Qui il caso egiziano e quello turco confluiscono, perché anche in Egitto le stesse accuse vengono rivolte al governo da quella parte laica, il che non significa necessariamente antireligiosa, che non si riconosce in uno Stato di tipo confessionale come quello che va proponendo la Fratellanza Musulmana. 

Questa evoluzione interna ha nettamente influenzato le politiche estere dei due Paesi, a partire dai rapporti con Israele. L’Egitto era il solo Stato arabo, insieme alla Giordania ad avere firmato un trattato di pace con Israele, ma dall’avvento al potere dei Fratelli Musulmani le relazioni si sono decisamente deteriorate e vi è chi propone di denunciare il trattato. La Turchia era l’unico alleato di Israele nell’area, con cui venivano perfino svolte esercitazioni militari congiunte, entrambi avamposti dell’Occidente verso i pericoli provenienti da Est. Ora i due Paesi si guardano in cagnesco.

Tutto ciò sta mettendo in difficoltà gli Stati Uniti e tutta la loro politica nell’area.
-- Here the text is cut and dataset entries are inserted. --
//! Rendering of traced chains.
//!
//! [`render`] is the explicit entry point: it takes any error and a
//! [`FormatSpec`] and returns the finished text. The `Display` and `Debug`
//! impls of [`TracedError`] and the [`Rendered`] adapter route through it.
//!
//! Rendering runs in four steps:
//!
//! 1. Mode: `plus` selects [`Format::Full`], `hash` selects [`Format::Brief`],
//!    otherwise the process-wide [`default_format`] applies. `plus` wins when
//!    both are set.
//! 2. Body: the cause chain is walked until the first non-traced error or the
//!    first node without a cause.
//! 3. Verb: `s`/`v` keep the body, `q` quotes it as a whole, anything else is
//!    reported inline as `%!<verb>(...)`.
//! 4. Padding: the finished text is padded to the width as a single string.
//!
//! # Examples
//!
//! ```
//! use trace_rail::types::render::{render, FormatSpec};
//! use trace_rail::TracedError;
//!
//! let err = TracedError::wrap(std::fmt::Error, "writing report");
//! let text = render(&err, &FormatSpec::new('s').hash().width(40));
//! assert_eq!(text.trim_start(), "writing report: an error occurred when formatting an argument");
//! ```

use core::fmt::{self, Write};

use crate::types::format::{default_format, Format};
use crate::types::traced_error::TracedError;

pub mod spec;

pub use spec::{Align, FormatSpec, SpecParseError};

type DynError = dyn core::error::Error + 'static;

/// Renders `value` according to `spec`.
///
/// Never fails: unknown verbs produce a `%!<verb>(...)` marker in place of the
/// body.
pub fn render(value: &DynError, spec: &FormatSpec) -> String {
    let text = match spec.verb {
        's' | 'v' => body(value, resolve_format(spec)),
        'q' => quote(&body(value, resolve_format(spec))),
        verb => bad_verb(value, verb),
    };
    pad(text, spec)
}

/// Writes the rendering of `value` straight into a formatter.
pub(crate) fn render_to(f: &mut fmt::Formatter<'_>, value: &DynError, spec: &FormatSpec) -> fmt::Result {
    f.write_str(&render(value, spec))
}

/// Picks the mode for one rendering.
#[inline]
pub fn resolve_format(spec: &FormatSpec) -> Format {
    if spec.plus {
        Format::Full
    } else if spec.hash {
        Format::Brief
    } else {
        default_format()
    }
}

/// Unpadded, unquoted text of `value` in the given mode.
pub fn body(value: &DynError, format: Format) -> String {
    let mut out = String::new();
    // Writing into a String cannot fail.
    let _ = write_body(&mut out, value, format);
    out
}

fn write_body(out: &mut String, value: &DynError, format: Format) -> fmt::Result {
    let mut current = value;
    loop {
        let Some(node) = current.downcast_ref::<TracedError>() else {
            return write!(out, "{current}");
        };

        match format {
            Format::Full => {
                if !node.message.is_empty() {
                    out.push_str(&node.message);
                    out.push('\n');
                }
                write!(out, " --- at {} ---", node.location)?;
            },
            Format::Brief => out.push_str(&node.message),
        }

        let Some(cause) = node.cause.as_deref() else {
            return Ok(());
        };
        match format {
            Format::Full => out.push_str("\nCaused by: "),
            Format::Brief if !node.message.is_empty() => out.push_str(": "),
            Format::Brief => {},
        }
        current = cause as &DynError;
    }
}

/// Quotes `text` as a Rust string literal.
fn quote(text: &str) -> String {
    format!("{text:?}")
}

fn bad_verb(value: &DynError, verb: char) -> String {
    match value.downcast_ref::<TracedError>() {
        Some(_) => format!("%!{verb}(trace_rail::TracedError={})", body(value, Format::Brief)),
        None => format!("%!{verb}({value})"),
    }
}

fn pad(text: String, spec: &FormatSpec) -> String {
    let Some(width) = spec.width else {
        return text;
    };
    let len = text.chars().count();
    if len >= width {
        return text;
    }

    let padding = width - len;
    let (before, after) = match spec.align {
        Align::Right => (padding, 0),
        Align::Left => (0, padding),
        Align::Center => (padding / 2, padding - padding / 2),
    };

    let mut out = String::with_capacity(text.len() + padding * spec.fill.len_utf8());
    out.extend(core::iter::repeat(spec.fill).take(before));
    out.push_str(&text);
    out.extend(core::iter::repeat(spec.fill).take(after));
    out
}

/// Adapter that gives any error the same formatting behaviour as
/// [`TracedError`]: flags, quoting via `{:?}` and right-justified padding.
///
/// # Examples
///
/// ```
/// use trace_rail::rendered;
///
/// let plain = std::fmt::Error;
/// assert_eq!(format!("{:?}", rendered(&plain)), format!("{:?}", plain.to_string()));
/// ```
#[derive(Clone, Copy)]
pub struct Rendered<'a>(pub &'a DynError);

/// Wraps `value` in a [`Rendered`] adapter.
#[inline]
pub fn rendered(value: &DynError) -> Rendered<'_> {
    Rendered(value)
}

impl fmt::Display for Rendered<'_> {
    fn fmt(&self, f: &mut fmt::Formatter<'_>) -> fmt::Result {
        render_to(f, self.0, &FormatSpec::from_formatter(f, 'v'))
    }
}

impl fmt::Debug for Rendered<'_> {
    fn fmt(&self, f: &mut fmt::Formatter<'_>) -> fmt::Result {
        render_to(f, self.0, &FormatSpec::from_formatter(f, 'q'))
    }
}
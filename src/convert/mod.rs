//! Helpers for walking a cause chain.
//!
//! These work on any `dyn Error`, traced or not, by following
//! [`Error::source`](core::error::Error::source). A [`TracedError`] reports its
//! cause through `source`, so chains mixing traced nodes and foreign errors
//! (`std::io::Error` wrapping a custom error, for instance) are walked end to
//! end.
//!
//! # Examples
//!
//! ```
//! use trace_rail::convert::*;
//! use trace_rail::TracedError;
//!
//! let io = std::io::Error::new(std::io::ErrorKind::TimedOut, "timed out");
//! let err = TracedError::wrap_with_code(io, 504, "calling upstream");
//! let err = TracedError::wrap(err, "handling request");
//!
//! assert_eq!(get_code(&err), Some(504));
//! assert_eq!(root_cause(&err).to_string(), "timed out");
//! assert!(chain_contains::<std::io::Error>(&err));
//! ```

use crate::types::{ErrorCode, TracedError};
use core::error::Error;
use core::iter::FusedIterator;

type DynError = dyn Error + 'static;

/// Iterator over an error and its causes, outermost first.
#[derive(Clone)]
pub struct Chain<'a> {
    next: Option<&'a DynError>,
}

impl<'a> Iterator for Chain<'a> {
    type Item = &'a DynError;

    fn next(&mut self) -> Option<Self::Item> {
        let current = self.next?;
        self.next = current.source();
        Some(current)
    }
}

impl FusedIterator for Chain<'_> {}

/// Iterates over `error` and every error below it.
#[inline]
pub fn chain(error: &DynError) -> Chain<'_> {
    Chain { next: Some(error) }
}

/// Returns the innermost error of the chain; `error` itself when it has no
/// source.
pub fn root_cause(error: &DynError) -> &DynError {
    let mut current = error;
    while let Some(source) = current.source() {
        current = source;
    }
    current
}

/// Returns the first code found walking down from `error`.
///
/// Only traced nodes carry codes; foreign errors are skipped over.
pub fn get_code(error: &DynError) -> Option<ErrorCode> {
    chain(error)
        .filter_map(|e| e.downcast_ref::<TracedError>())
        .find_map(TracedError::code)
}

/// Returns the first error in the chain of type `E`.
///
/// # Examples
///
/// ```
/// use trace_rail::convert::find_cause;
/// use trace_rail::TracedError;
///
/// let err = TracedError::wrap(std::fmt::Error, "writing");
/// assert!(find_cause::<std::fmt::Error>(&err).is_some());
/// assert!(find_cause::<std::io::Error>(&err).is_none());
/// ```
pub fn find_cause<E>(error: &DynError) -> Option<&E>
where
    E: Error + 'static,
{
    chain(error).find_map(|e| e.downcast_ref::<E>())
}

/// Whether any error in the chain is of type `E`.
#[inline]
pub fn chain_contains<E>(error: &DynError) -> bool
where
    E: Error + 'static,
{
    find_cause::<E>(error).is_some()
}

/// Whether `sentinel` appears in the chain, compared by address.
///
/// Meant for sentinel errors shared through [`Cause`](crate::Cause) handles.
pub fn is_caused_by(error: &DynError, sentinel: &DynError) -> bool {
    let target = sentinel as *const DynError as *const ();
    chain(error).any(|e| core::ptr::eq(e as *const DynError as *const (), target))
}
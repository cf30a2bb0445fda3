use criterion::Criterion;
use std::time::Duration;

use trace_rail::TracedError;

#[derive(Debug, Clone)]
#[allow(dead_code)]
pub enum DomainError {
    Database(String),
    Network(String),
}

impl std::fmt::Display for DomainError {
    fn fmt(&self, f: &mut std::fmt::Formatter<'_>) -> std::fmt::Result {
        match self {
            DomainError::Database(msg) => write!(f, "Database error: {msg}"),
            DomainError::Network(msg) => write!(f, "Network error: {msg}"),
        }
    }
}

impl std::error::Error for DomainError {}

/// Chain of `depth` traced nodes over a network error.
pub fn chain_of(depth: usize) -> TracedError {
    let mut err = TracedError::wrap(DomainError::Network("connection refused".into()), "connecting");
    for level in 1..depth {
        err = TracedError::wrap(err, format!("retry layer {level}"));
    }
    err
}

pub fn configure_criterion() -> Criterion {
    Criterion::default()
        .sample_size(100)
        .warm_up_time(Duration::from_secs(3))
        .measurement_time(Duration::from_secs(5))
        .noise_threshold(0.05)
}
Le aperture di Obama nei confronti del mondo arabo, si veda il discorso del giugno 2009 al Cairo, non hanno ricevuto grandi riscontri, ma hanno raffreddato i rapporti con l’alleato israeliano. L’altro alleato, la Turchia, sembra deciso a muoversi per conto proprio, al di là delle dichiarazioni di facciata, e a continuare la propria strategia di predominio sull’area.
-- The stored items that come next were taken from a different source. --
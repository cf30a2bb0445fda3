use serde::Serialize;

use super::TracedError;
use crate::types::location::Location;
use crate::types::ErrorCode;

/// Serializable view of a traced chain, for structured logs.
#[derive(Debug, Clone, PartialEq, Eq, Serialize)]
pub struct ErrorSnapshot {
    pub message: String,
    pub location: Location,
    #[serde(skip_serializing_if = "Option::is_none")]
    pub code: Option<ErrorCode>,
    #[serde(skip_serializing_if = "Option::is_none")]
    pub cause: Option<CauseSnapshot>,
}

/// Next link of an [`ErrorSnapshot`]: another traced node or the display text
/// of an opaque error.
#[derive(Debug, Clone, PartialEq, Eq, Serialize)]
#[serde(untagged)]
pub enum CauseSnapshot {
    Traced(Box<ErrorSnapshot>),
    Plain(String),
}

impl TracedError {
    /// Captures the chain as plain data.
    ///
    /// # Examples
    ///
    /// ```
    /// use trace_rail::TracedError;
    ///
    /// let err = TracedError::wrap(std::fmt::Error, "writing report");
    /// let snapshot = err.snapshot();
    /// assert_eq!(snapshot.message, "writing report");
    /// ```
    pub fn snapshot(&self) -> ErrorSnapshot {
        let cause = self.cause().map(|cause| match cause.downcast_ref::<TracedError>() {
            Some(traced) => CauseSnapshot::Traced(Box::new(traced.snapshot())),
            None => CauseSnapshot::Plain(cause.to_string()),
        });
        ErrorSnapshot { message: self.message.clone(), location: self.location, code: self.code, cause }
    }
}
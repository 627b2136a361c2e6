//! ssi - fuzzy nearest-string lookup with a State Set Index

use clap::Parser;
use colored::Colorize;
use std::process;
use tracing_subscriber::EnvFilter;

use state_set_index::cli::commands;
use state_set_index::cli::Cli;

fn main() {
    let cli = Cli::parse();

    tracing_subscriber::fmt()
        .with_env_filter(
            EnvFilter::try_from_default_env()
                .unwrap_or_else(|_| EnvFilter::new(directive_for_verbosity(cli.verbose))),
        )
        .with_target(false)
        .with_writer(std::io::stderr)
        .init();

    if let Err(e) = commands::execute(cli.command, cli.config) {
        eprintln!("{}: {:#}", "Error".red().bold(), e);
        process::exit(1);
    }
}

fn directive_for_verbosity(v: u8) -> &'static str {
    match v {
        0 => "state_set_index=warn",
        1 => "state_set_index=debug",
        _ => "state_set_index=trace",
    }
}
Se Erdogan manterrà la sua decisione di visitare questo mese Gaza e di aprire colloqui con Hamas, si aprirà una crisi sia con gli Usa che con l’UE, visto che entrambi considerano Hamas un’organizzazione terroristica. E si amplierà la spaccatura non solo con Israele, ma anche con l’Autorità palestinese, allontanando ulteriormente ogni soluzione pacifica, già ora così incerta.  
Inoltre, questa volontà della Turchia di porsi come superpotenza regionale e leader delle comunità sunnite non potrà non entrare prima o poi in rotta di collisione con l’Arabia Saudita; dall’altro lato, spingerà ancor di più l’Iran a porsi come protettore delle minoranze sciite, a partire dalla Siria e dal Libano. Sotto questo profilo, dopo la rottura tra Hamas e Hezbollah, i recenti scontri tra Hezbollah e ribelli siriani sono pericolosi segnali in tal senso.

Sono quindi diversi gli assi che si intrecciano in questa complicata situazione: vi è quello religioso, con la sempre più estesa contrapposizione tra sunniti e sciiti, vi è quella etnico – linguistico tra arabi, turchi, curdi e iraniani indoeuropei, e infine gli aspetti geopolitici, che vedono contrapposti Arabia Saudita, Turchia e Iran, con Iraq e Siria trasformati in campi di battaglia tra le varie potenze.
Sullo sfondo, troviamo Cina e Russia schierate dietro gli sciiti e l’Occidente… già l’Occidente con chi è schierato? Forse con i sunniti, ma senza esagerare. Senza dubbio, è del tutto assente nei confronti dei primi soggetti che dovrebbe proteggere, i cristiani, che da popolazione autoctona di tutti questi Paesi, fondamento della loro civiltà, sono ormai considerati stranieri da buttare fuori o, al massimo, cittadini di serie B, dhimmi da proteggere in attesa della loro conversione.
Infine, un’ultima domanda: come cambierebbe la tragica situazione della regione se vincesse l’anima più vera di Piazza Tahrir e Piazza Taksim? Non lo so, ma varrebbe comunque la pena di provare ad aiutarli davvero.